§ **Extracted data**
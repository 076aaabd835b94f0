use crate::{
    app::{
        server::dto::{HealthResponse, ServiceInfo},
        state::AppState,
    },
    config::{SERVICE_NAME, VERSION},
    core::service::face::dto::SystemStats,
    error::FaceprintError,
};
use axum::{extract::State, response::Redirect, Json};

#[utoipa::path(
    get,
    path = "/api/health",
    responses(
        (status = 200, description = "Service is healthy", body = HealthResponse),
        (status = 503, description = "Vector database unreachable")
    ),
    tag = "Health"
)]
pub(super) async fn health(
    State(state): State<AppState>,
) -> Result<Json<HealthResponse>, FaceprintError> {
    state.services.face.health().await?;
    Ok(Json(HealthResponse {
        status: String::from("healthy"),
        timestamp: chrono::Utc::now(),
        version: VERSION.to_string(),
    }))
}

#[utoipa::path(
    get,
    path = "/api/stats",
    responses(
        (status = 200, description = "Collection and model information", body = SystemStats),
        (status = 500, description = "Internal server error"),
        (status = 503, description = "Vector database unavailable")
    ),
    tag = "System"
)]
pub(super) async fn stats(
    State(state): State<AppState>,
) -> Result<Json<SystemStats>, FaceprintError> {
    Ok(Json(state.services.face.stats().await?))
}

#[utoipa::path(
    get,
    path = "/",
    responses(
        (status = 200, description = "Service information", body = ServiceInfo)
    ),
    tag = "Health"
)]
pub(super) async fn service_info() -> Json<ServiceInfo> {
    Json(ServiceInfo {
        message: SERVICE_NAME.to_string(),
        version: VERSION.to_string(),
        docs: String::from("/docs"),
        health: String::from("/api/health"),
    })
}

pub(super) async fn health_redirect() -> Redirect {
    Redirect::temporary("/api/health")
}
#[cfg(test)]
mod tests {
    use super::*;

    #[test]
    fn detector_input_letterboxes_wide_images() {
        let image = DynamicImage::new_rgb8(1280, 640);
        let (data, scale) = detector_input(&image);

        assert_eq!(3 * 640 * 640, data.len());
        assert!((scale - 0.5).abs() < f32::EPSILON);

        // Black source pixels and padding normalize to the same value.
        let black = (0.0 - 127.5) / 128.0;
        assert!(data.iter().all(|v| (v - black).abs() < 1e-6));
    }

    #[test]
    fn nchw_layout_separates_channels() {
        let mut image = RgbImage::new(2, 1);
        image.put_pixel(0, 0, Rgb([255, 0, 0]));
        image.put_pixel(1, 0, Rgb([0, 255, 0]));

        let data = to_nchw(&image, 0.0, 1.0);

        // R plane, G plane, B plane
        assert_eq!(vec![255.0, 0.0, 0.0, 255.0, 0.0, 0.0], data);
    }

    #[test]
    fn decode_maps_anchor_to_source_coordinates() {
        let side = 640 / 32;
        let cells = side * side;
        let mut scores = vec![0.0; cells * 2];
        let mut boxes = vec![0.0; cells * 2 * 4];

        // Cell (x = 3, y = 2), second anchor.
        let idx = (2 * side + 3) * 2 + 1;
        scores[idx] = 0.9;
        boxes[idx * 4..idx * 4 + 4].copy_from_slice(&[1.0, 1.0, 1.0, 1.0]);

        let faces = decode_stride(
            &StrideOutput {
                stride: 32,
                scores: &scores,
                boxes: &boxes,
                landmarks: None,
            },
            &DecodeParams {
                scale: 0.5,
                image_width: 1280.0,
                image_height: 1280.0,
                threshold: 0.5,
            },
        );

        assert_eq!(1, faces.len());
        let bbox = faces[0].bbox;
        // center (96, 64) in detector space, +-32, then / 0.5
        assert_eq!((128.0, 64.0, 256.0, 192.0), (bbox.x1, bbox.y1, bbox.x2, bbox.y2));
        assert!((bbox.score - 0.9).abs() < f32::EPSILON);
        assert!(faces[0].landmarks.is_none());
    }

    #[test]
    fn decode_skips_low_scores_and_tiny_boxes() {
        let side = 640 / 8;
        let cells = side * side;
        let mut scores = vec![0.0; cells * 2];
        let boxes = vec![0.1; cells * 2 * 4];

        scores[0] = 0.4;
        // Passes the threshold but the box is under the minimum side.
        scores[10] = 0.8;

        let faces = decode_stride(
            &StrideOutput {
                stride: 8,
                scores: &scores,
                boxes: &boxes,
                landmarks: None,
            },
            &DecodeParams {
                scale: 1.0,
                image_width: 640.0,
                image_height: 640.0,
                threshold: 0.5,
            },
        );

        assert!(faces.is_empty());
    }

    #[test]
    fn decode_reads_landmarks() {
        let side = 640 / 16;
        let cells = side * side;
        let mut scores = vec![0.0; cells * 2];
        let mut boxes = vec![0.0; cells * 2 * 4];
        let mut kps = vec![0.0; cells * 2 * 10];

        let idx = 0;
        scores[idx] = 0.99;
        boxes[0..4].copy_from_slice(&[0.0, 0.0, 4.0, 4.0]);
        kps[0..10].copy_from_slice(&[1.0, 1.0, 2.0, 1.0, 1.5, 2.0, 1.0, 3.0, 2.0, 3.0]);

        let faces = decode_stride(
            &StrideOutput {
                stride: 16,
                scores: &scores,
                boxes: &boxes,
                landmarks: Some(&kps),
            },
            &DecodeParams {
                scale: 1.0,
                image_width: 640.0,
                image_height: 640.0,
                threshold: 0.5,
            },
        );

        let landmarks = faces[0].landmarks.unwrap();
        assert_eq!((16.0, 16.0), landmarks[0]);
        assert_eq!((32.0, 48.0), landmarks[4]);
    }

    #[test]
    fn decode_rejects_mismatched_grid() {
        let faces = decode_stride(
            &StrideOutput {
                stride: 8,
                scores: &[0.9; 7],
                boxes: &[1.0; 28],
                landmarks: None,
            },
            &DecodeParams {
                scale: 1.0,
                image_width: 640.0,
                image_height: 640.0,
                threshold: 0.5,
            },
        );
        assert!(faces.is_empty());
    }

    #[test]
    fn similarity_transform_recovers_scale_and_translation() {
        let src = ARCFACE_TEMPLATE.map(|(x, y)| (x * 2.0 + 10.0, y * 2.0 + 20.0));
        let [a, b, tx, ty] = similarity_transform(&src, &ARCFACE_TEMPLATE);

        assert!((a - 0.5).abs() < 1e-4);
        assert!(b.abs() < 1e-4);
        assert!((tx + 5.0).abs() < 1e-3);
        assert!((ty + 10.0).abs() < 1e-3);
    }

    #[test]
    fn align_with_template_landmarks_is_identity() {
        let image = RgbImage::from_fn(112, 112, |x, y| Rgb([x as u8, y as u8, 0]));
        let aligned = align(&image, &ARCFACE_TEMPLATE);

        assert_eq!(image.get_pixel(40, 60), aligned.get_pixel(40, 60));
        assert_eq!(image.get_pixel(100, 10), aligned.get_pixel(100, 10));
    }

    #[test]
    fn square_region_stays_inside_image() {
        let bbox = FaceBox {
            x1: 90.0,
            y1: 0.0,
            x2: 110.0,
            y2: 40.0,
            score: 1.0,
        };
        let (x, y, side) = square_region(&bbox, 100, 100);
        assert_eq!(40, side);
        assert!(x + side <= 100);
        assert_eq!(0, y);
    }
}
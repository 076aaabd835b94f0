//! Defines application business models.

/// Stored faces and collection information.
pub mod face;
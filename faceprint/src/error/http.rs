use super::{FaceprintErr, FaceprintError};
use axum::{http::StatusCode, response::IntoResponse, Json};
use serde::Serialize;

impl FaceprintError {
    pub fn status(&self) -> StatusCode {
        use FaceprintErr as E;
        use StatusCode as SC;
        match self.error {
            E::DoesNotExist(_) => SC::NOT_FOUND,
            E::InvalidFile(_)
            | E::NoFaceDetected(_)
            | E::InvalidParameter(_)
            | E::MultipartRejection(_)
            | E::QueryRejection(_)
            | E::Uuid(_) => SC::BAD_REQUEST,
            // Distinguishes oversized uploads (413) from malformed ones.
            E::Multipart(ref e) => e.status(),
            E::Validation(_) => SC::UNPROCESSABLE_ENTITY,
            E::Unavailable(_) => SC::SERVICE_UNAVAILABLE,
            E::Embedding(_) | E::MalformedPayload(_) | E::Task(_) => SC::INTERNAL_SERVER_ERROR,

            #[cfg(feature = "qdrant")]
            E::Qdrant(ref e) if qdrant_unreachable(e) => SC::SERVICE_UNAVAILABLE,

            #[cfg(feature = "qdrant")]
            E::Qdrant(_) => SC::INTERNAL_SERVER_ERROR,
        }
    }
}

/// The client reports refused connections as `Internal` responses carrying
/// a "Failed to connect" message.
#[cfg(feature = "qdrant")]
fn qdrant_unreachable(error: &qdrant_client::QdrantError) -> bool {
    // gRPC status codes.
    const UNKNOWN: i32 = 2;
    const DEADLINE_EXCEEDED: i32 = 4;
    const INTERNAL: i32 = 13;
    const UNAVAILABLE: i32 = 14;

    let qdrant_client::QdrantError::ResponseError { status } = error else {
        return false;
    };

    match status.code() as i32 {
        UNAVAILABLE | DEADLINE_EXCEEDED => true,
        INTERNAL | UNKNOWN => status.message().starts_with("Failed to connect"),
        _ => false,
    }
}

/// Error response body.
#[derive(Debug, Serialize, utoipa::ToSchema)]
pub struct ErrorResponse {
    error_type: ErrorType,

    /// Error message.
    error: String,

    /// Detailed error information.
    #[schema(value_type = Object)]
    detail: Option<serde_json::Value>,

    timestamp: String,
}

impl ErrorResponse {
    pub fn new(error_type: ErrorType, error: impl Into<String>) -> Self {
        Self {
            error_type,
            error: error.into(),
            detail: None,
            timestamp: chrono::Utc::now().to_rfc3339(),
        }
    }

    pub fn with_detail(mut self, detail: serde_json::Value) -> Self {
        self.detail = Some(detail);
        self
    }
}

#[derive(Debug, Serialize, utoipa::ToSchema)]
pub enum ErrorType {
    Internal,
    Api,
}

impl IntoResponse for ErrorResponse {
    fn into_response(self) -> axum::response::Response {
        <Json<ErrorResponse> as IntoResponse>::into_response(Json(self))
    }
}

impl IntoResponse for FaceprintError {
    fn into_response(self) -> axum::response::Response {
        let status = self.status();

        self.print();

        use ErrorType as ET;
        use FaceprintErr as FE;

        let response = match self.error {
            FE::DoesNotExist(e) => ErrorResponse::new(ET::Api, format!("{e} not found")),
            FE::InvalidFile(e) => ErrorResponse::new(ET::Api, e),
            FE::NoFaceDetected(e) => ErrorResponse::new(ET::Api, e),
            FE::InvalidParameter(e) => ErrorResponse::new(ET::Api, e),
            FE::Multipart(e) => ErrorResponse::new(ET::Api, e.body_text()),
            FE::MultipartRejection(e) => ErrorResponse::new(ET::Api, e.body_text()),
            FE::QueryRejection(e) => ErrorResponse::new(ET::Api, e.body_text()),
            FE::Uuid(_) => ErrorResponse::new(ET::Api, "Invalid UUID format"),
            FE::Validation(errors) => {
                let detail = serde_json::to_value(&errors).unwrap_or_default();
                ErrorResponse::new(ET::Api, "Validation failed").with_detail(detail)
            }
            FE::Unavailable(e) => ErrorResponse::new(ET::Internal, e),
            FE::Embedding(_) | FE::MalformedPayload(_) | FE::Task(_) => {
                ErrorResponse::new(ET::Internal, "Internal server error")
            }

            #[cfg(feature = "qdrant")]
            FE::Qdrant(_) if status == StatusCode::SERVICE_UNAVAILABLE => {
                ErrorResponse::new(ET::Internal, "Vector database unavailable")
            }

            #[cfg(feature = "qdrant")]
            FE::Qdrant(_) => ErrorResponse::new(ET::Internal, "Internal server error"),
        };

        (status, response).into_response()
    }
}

§ **Exercise brief**
Copy out each line of the data where the string "database" appears.

§ **Output for this exercise**
        (status = 503, description = "Vector database unreachable")
        (status = 503, description = "Vector database unavailable")
                ErrorResponse::new(ET::Internal, "Vector database unavailable")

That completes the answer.